Sponsored by Rep. Jim Davnie, DFL-Minneapolis, HF 1064 would appropriate $104.5 million for after-school and summer programming to help students who fell behind academically during the coronavirus pandemic. Early reports from districts indicate that many students are struggling to learn remotely.

The House bill would fund child care, community partnerships for tutoring and mentoring, math and reading programs, field trips and expanded school-based mental health programs. A speedy passage is needed because schools are in the process of planning summer programs.

"With more than 90% of schools now in-person learning and teaching, with more school staff vaccinated, we have reason to hope and reason to act," Davnie said. "We can make summer work for students and focus our work on those who need it most."

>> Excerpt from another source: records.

//! Command enum definitions
//!
//! This module contains all CLI command enums that define the command structure.

use crate::args::*;
use clap::Subcommand;

#[derive(Subcommand)]
pub enum Commands {
    /// Display version information
    Version,

    /// Run diagnostic checks
    Diagnose,

    /// Manage the people you keep in touch with
    #[command(subcommand)]
    Friend(FriendCommands),

    /// Log, undo and remove contacts
    #[command(subcommand)]
    Contact(ContactCommands),

    /// Tag friends
    #[command(subcommand)]
    Tag(TagCommands),

    /// Manage groups of friends
    #[command(subcommand)]
    Group(GroupCommands),

    /// Show pending reminders
    #[command(alias = "reminder")]
    Reminders(RemindersArgs),

    /// Generate shell completion scripts
    Completions(CompletionsArgs),

    /// Delete every friend and cancel their reminders
    Clear(ClearArgs),
}

#[derive(Subcommand)]
pub enum FriendCommands {
    /// Add a new friend
    #[command(
        long_about = r#"
Add a new friend with an empty contact history.

New friends start with a monthly contact target and are immediately overdue
until a first contact is logged.

EXAMPLES:
  rapport-cli friend add Ada Lovelace
  rapport-cli friend add Grace --frequency weekly --notes "met at the conference"
"#
    )]
    Add(AddFriendArgs),

    /// List friends with their contact status
    #[command(alias = "ls")]
    List(ListFriendsArgs),

    /// Show one friend in detail
    #[command(alias = "get")]
    Show(FriendIdArgs),

    /// Delete a friend, removing them from all groups and cancelling their reminder
    #[command(alias = "delete")]
    Remove(FriendIdArgs),

    /// Change a friend's name
    Rename(RenameFriendArgs),

    /// Replace a friend's notes
    Notes(NotesArgs),

    /// Change how often you want to be in touch
    Frequency(FrequencyArgs),

    /// Set or clear a friend's profile photo
    Avatar(AvatarArgs),
}

#[derive(Subcommand)]
pub enum ContactCommands {
    /// Log a contact (today, or a past date) and re-arm the reminder
    #[command(
        long_about = r#"
Log that you were in touch with a friend.

Without --date the contact is recorded for today. A date may be backdated but
never in the future, and each calendar date can be logged only once. Logging a
contact replaces the friend's pending reminder with a fresh one.

EXAMPLES:
  rapport-cli contact log 3f2a
  rapport-cli contact log 3f2a --date 2024-01-05
"#
    )]
    Log(LogContactArgs),

    /// Remove the most recent contact
    Undo(FriendIdArgs),

    /// Remove the contact logged on a specific date
    Remove(RemoveContactArgs),
}

#[derive(Subcommand)]
pub enum TagCommands {
    /// Tag a friend
    Add(AddTagArgs),

    /// Remove a tag from a friend
    Remove(RemoveTagArgs),

    /// List every tag in use
    List,
}

#[derive(Subcommand)]
pub enum GroupCommands {
    /// Create an empty group
    Create(GroupNameArgs),

    /// Delete a group (its members are kept)
    Delete(GroupNameArgs),

    /// Add a friend to a group
    Add(GroupMemberArgs),

    /// Remove a friend from a group
    Remove(GroupMemberArgs),

    /// List groups
    List(ListGroupsArgs),
}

The bill reflects the summer learning plan Gov. Tim Walz recommended early this month. The governor had requested $150 million, but the House reduced the amount to $104.5 million, understanding that the difference would be covered by federal funding. The $104.5 million would be in addition to whatever is included in the major education bill working its way through the Legislature.

A large part of the measure would support districts that have experienced pandemic-related enrollment loss by increasing the declining-enrollment formula. About $29 million in one-time money would help stabilize those districts. Another $20 million would be devoted to preschool grants for low-income families.

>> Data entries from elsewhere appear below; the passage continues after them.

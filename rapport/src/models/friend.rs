//! The tracked relationship entity.

use super::contact_history::{ContactError, ContactHistory};
use super::frequency::ContactFrequency;
use super::name::Name;
use super::tag::Tag;
use chrono::NaiveDate;
use serde::{Deserialize, Serialize};
use uuid::Uuid;

/// A person being kept in touch with.
///
/// Serialized in the persisted snapshot layout:
/// `id, name{firstName,lastName}, contacts[], notes, notificationId?,
/// profilePhotoUri?, contactFrequency, tags[]`.
#[derive(Debug, Clone, PartialEq, Serialize, Deserialize)]
#[serde(rename_all = "camelCase")]
pub struct Friend {
    /// Immutable unique identifier
    pub id: String,

    /// Display name
    pub name: Name,

    /// Contact dates, oldest first
    #[serde(default)]
    contacts: ContactHistory,

    /// Free-form notes
    #[serde(default)]
    pub notes: String,

    /// Handle of the currently armed one-shot reminder
    #[serde(default, skip_serializing_if = "Option::is_none")]
    pub notification_id: Option<String>,

    /// Reference to an avatar image
    #[serde(default, skip_serializing_if = "Option::is_none")]
    pub profile_photo_uri: Option<String>,

    /// Desired maximum gap between contacts
    #[serde(default)]
    pub contact_frequency: ContactFrequency,

    /// Categories this friend belongs to
    #[serde(default)]
    pub tags: Vec<Tag>,
}

/// Staleness summary for presentation layers
#[derive(Debug, Clone, Copy, PartialEq, Serialize)]
pub struct ContactStatus {
    pub last_contact: Option<NaiveDate>,
    pub days_since_last_contact: Option<i64>,
    pub progress: f64,
    pub overdue: bool,
}

impl Friend {
    /// Create a friend with no contacts and the default (monthly) target
    pub fn new(name: Name) -> Self {
        Self {
            id: Uuid::new_v4().to_string(),
            name,
            contacts: ContactHistory::new(),
            notes: String::new(),
            notification_id: None,
            profile_photo_uri: None,
            contact_frequency: ContactFrequency::default(),
            tags: Vec::new(),
        }
    }

    pub fn with_notes(mut self, notes: impl Into<String>) -> Self {
        self.notes = notes.into();
        self
    }

    pub fn with_contact_frequency(mut self, frequency: ContactFrequency) -> Self {
        self.contact_frequency = frequency;
        self
    }

    /// Seed the history, e.g. when importing
    pub fn with_contacts<I: IntoIterator<Item = NaiveDate>>(mut self, dates: I) -> Self {
        self.contacts = ContactHistory::from_dates(dates);
        self
    }

    pub fn contacts(&self) -> &ContactHistory {
        &self.contacts
    }

    pub fn contact_count(&self) -> usize {
        self.contacts.len()
    }

    /// Record a contact today; `false` if one is already recorded today
    pub fn push_contact(&mut self, today: NaiveDate) -> bool {
        self.contacts.record_contact_now(today)
    }

    /// Record a backdated contact
    pub fn add_contact(&mut self, date: NaiveDate, today: NaiveDate) -> Result<(), ContactError> {
        self.contacts.record_contact_on(date, today)
    }

    pub fn remove_contact(&mut self, date: NaiveDate) -> bool {
        self.contacts.remove_contact_on(date)
    }

    pub fn remove_last_contact(&mut self) -> Option<NaiveDate> {
        self.contacts.remove_most_recent()
    }

    pub fn last_contact(&self) -> Option<NaiveDate> {
        self.contacts.last_contact_date()
    }

    pub fn days_since_last_contact(&self, today: NaiveDate) -> Option<i64> {
        self.contacts.days_since_last_contact(today)
    }

    pub fn contact_progress(&self, today: NaiveDate) -> f64 {
        self.contacts
            .contact_progress(today, self.contact_frequency.days())
    }

    pub fn is_overdue(&self, today: NaiveDate) -> bool {
        self.contacts.is_overdue(today, self.contact_frequency.days())
    }

    pub fn status(&self, today: NaiveDate) -> ContactStatus {
        ContactStatus {
            last_contact: self.last_contact(),
            days_since_last_contact: self.days_since_last_contact(today),
            progress: self.contact_progress(today),
            overdue: self.is_overdue(today),
        }
    }

    pub fn has_tag(&self, tag_id: &str) -> bool {
        self.tags.iter().any(|t| t.id == tag_id)
    }

    /// Attach a tag; idempotent by tag id
    pub fn add_tag(&mut self, tag: Tag) -> bool {
        if self.has_tag(&tag.id) {
            return false;
        }
        self.tags.push(tag);
        true
    }

    pub fn remove_tag(&mut self, tag_id: &str) -> bool {
        let before = self.tags.len();
        self.tags.retain(|t| t.id != tag_id);
        self.tags.len() != before
    }

    pub fn set_notes(&mut self, notes: impl Into<String>) {
        self.notes = notes.into();
    }

    pub fn set_profile_photo(&mut self, uri: impl Into<String>) {
        self.profile_photo_uri = Some(uri.into());
    }

    pub fn set_contact_frequency(&mut self, frequency: ContactFrequency) {
        self.contact_frequency = frequency;
    }

    pub fn rename(&mut self, name: Name) {
        self.name = name;
    }
}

The Senate Education Finance and Policy Committee is considering a companion bill, SF 973, sponsored by committee chair Sen. Roger Chamberlain, R-Lino Lakes. Chamberlain and other Senate Republicans believe the aid should come from the federal government, and some contend the House bill would benefit urban districts more than their rural counterparts.

President Joe Biden's $1.9 trillion American Rescue Plan will provide $129 billion to help states deal with the various educational impacts of the pandemic. Minnesota is expect to receive just over $1 billion of that funding.

Eleven key education groups — including the Association of Metropolitan School Districts and state organizations of school administrators, principals and rural educators — announced their support for the Walz plan.

The House and Senate should work to find common ground on the legislation and quickly move it along to the governor so that districts can help students get back on track.